In 1985, CODD published a two-part article in Computerworld magazine under the headline “Is your DBMS really relational?” He laid out 12 rules — numbered 0 through 12 — that define what a system must do to legitimately call itself a relational database. The rules are not aspirational guidelines. They are a minimum specification. A system that violates any of them, CODD argued, is selling something that isn’t what it claims to be.
Reading the rules today is illuminating not because every database satisfies all of them — none do — but because the ones that get broken reveal exactly where the relational model turns out to be genuinely hard to implement, and what the industry decided to sacrifice.
Rule 0: The foundation rule
A system advertised as a relational database management system must manage data through its relational capabilities exclusively.
Rule 0 is the meta-rule. It says that if a system calls itself relational, it must use the relational model for everything — not just for some operations while using a different model for others. A system that supports SQL queries but also exposes record IDs as physical pointers, or that allows navigational access through proprietary APIs, fails Rule 0.

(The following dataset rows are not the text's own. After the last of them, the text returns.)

//! Markdown to HTML conversion for item bodies.

use pulldown_cmark::{Options, Parser, html as md_html};

/// Render Markdown source to an HTML fragment.
///
/// Tables, footnotes and strikethrough are enabled on top of CommonMark.
pub fn render_markdown(source: &str) -> String {
    let options = Options::ENABLE_TABLES | Options::ENABLE_FOOTNOTES | Options::ENABLE_STRIKETHROUGH;
    let parser = Parser::new_ext(source, options);
    let mut html = String::with_capacity(source.len() * 3 / 2);
    md_html::push_html(&mut html, parser);
    html
}
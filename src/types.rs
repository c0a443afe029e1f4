//! Shared types passed between discovery, rendering and reporting.

use crate::locate::ContentFiles;
use crate::vars::VariableTree;
use std::path::PathBuf;

/// The kinds of content item a site is made of.
#[derive(Debug, Clone, Copy, PartialEq, Eq)]
pub enum PageKind {
    Post,
    About,
}

impl PageKind {
    /// Scope key holding the item's own variables (`post.title`, `about.content`).
    pub fn scope_key(self) -> &'static str {
        match self {
            PageKind::Post => "post",
            PageKind::About => "about",
        }
    }

    /// Human readable name for output.
    pub fn label(self) -> &'static str {
        self.scope_key()
    }

    /// Site-relative URL of an item of this kind.
    pub fn url(self, slug: &str) -> String {
        match self {
            PageKind::Post => format!("/posts/{slug}/"),
            PageKind::About => "/about/".to_string(),
        }
    }
}

/// A content directory discovered during the build.
///
/// The slug is the directory name, used verbatim as URL segment and output
/// directory name.
#[derive(Debug, Clone)]
pub struct ContentItem {
    pub kind: PageKind,
    pub slug: String,
    pub files: ContentFiles,
}

/// An item whose output files have been written.
#[derive(Debug, Clone)]
pub struct RenderedItem {
    pub kind: PageKind,
    pub slug: String,
    /// The item's resolved variables, `content` included.
    pub page: VariableTree,
    pub outputs: Vec<PathBuf>,
}

/// Everything a finished build produced.
#[derive(Debug, Clone)]
pub struct BuildReport {
    pub assets_copied: bool,
    pub fragments: Vec<String>,
    /// In render order.
    pub posts: Vec<RenderedItem>,
    pub about: RenderedItem,
    pub home: Vec<PathBuf>,
}

impl BuildReport {
    /// Number of rendered files, assets excluded.
    pub fn file_count(&self) -> usize {
        self.posts.iter().map(|p| p.outputs.len()).sum::<usize>()
            + self.about.outputs.len()
            + self.home.len()
    }
}
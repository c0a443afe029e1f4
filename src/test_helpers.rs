//! Shared test utilities for the site-gen test suite.
//!
//! Provides a small but complete project tree and helpers to read what a
//! build produced.
//!
//! # Usage
//!
//! ```rust
//! use crate::test_helpers::*;
//!
//! let site = site_project();
//! build_site(site.path(), &SiteConfig::default(), &Diagnostics::quiet()).unwrap();
//!
//! let html = read_built(site.path(), "posts/hello/index.html");
//! assert!(html.contains("<h1>Hi</h1>"));
//! ```

use std::fs;
use std::path::Path;
use tempfile::TempDir;
use walkdir::WalkDir;

// =========================================================================
// Fixture setup
// =========================================================================

/// Files of the default fixture project, relative to its root.
///
/// - two posts, `hello` (with variables) and `second` (Markdown only)
/// - an about page
/// - `header` and `footer` fragments; posts include the footer as a partial
/// - one stylesheet under `generator/assets/`
pub const SITE_FILES: &[(&str, &str)] = &[
    ("site-src/global.yml", "site-title: Example\n"),
    ("site-src/posts/hello/hello.md", "# Hi\n"),
    ("site-src/posts/hello/hello.yml", "title: Hello\n"),
    ("site-src/posts/second/second.md", "Second post.\n"),
    ("site-src/about/about.md", "Who writes this.\n"),
    ("site-src/about/about.yml", "title: About\n"),
    (
        "generator/templates/common/header.html.mustache",
        "<header><a href=\"{{url-home}}\">{{site-title}}</a></header>",
    ),
    (
        "generator/templates/common/footer.mustache",
        "<footer>{{site-title}}</footer>",
    ),
    (
        "generator/templates/posts/index.html.mustache",
        "<!DOCTYPE html>
<html>
<head><title>{{#post}}{{#title}}{{.}}{{/title}}{{^title}}{{slug}}{{/title}}{{/post}} | {{site-title}}</title></head>
<body data-url=\"{{post.url}}\">
{{{common.header}}}
<main>{{{post.content}}}</main>
{{> footer}}
</body>
</html>
",
    ),
    (
        "generator/templates/about/index.html.mustache",
        "{{{common.header}}}
<h1>About {{site-title}}</h1>
<nav><a href=\"{{url-home}}\">Home</a> <a href=\"{{url-about}}\">{{about.title}}</a></nav>
{{{about.content}}}
{{{common.footer}}}
",
    ),
    ("generator/assets/css/style.css", "body { margin: 0; }\n"),
];

/// Write the default fixture project to a fresh temp directory.
///
/// Tests get an isolated copy they can mutate freely.
pub fn site_project() -> TempDir {
    let tmp = TempDir::new().unwrap();
    for (rel, body) in SITE_FILES {
        write_file(tmp.path(), rel, body);
    }
    tmp
}

/// Write `body` to `root/rel`, creating parent directories.
pub fn write_file(root: &Path, rel: &str, body: &str) {
    let path = root.join(rel);
    if let Some(parent) = path.parent() {
        fs::create_dir_all(parent).unwrap();
    }
    fs::write(&path, body).unwrap();
}

// =========================================================================
// Build output
// =========================================================================

/// Read a file relative to the default build directory. Panics if missing.
pub fn read_built(root: &Path, rel: &str) -> String {
    let path = root.join("tmp-site-build").join(rel);
    fs::read_to_string(&path)
        .unwrap_or_else(|e| panic!("cannot read built file {}: {e}", path.display()))
}

/// Every file under the default build directory, relative and sorted.
pub fn built_files(root: &Path) -> Vec<String> {
    let build = root.join("tmp-site-build");
    let mut files: Vec<String> = WalkDir::new(&build)
        .into_iter()
        .filter_map(|e| e.ok())
        .filter(|e| e.file_type().is_file())
        .map(|e| {
            e.path()
                .strip_prefix(&build)
                .unwrap()
                .to_string_lossy()
                .replace('\\', "/")
        })
        .collect();
    files.sort();
    files
}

This rule was aimed directly at the hybrid systems of the early 1980s: products that had bolted SQL on top of existing hierarchical or network databases, offering relational queries as a layer while the underlying data management remained navigational. If you could get better performance by bypassing the SQL layer and using the underlying navigational interface directly — and many of these systems let you do exactly that — you didn’t have a relational database. You had a navigational database with a SQL interface.
Why it matters today: Some NoSQL databases offer SQL-like query languages as a thin layer over non-relational data models. Apache Cassandra’s CQL looks like SQL but doesn’t support joins or transactions in the relational sense. Using these systems’ SQL syntax doesn’t give you the guarantees of the relational model. Rule 0 says: the model is what matters, not the syntax.
Rules 1 and 2: Information and guaranteed access
Rule 1 — All information in a relational database is represented at the logical level in exactly one and only one way: as values in tables.
Rule 2 — Each and every datum (atomic value) in a relational database is guaranteed to be logically accessible by resorting to a combination of table name, primary key value, and column name.
These two rules together establish the fundamental data representation contract. All data is in tables. All data is accessible by known logical names. There are no hidden identifiers, no physical row pointers visible to the user, no secondary representations that the programmer must know about.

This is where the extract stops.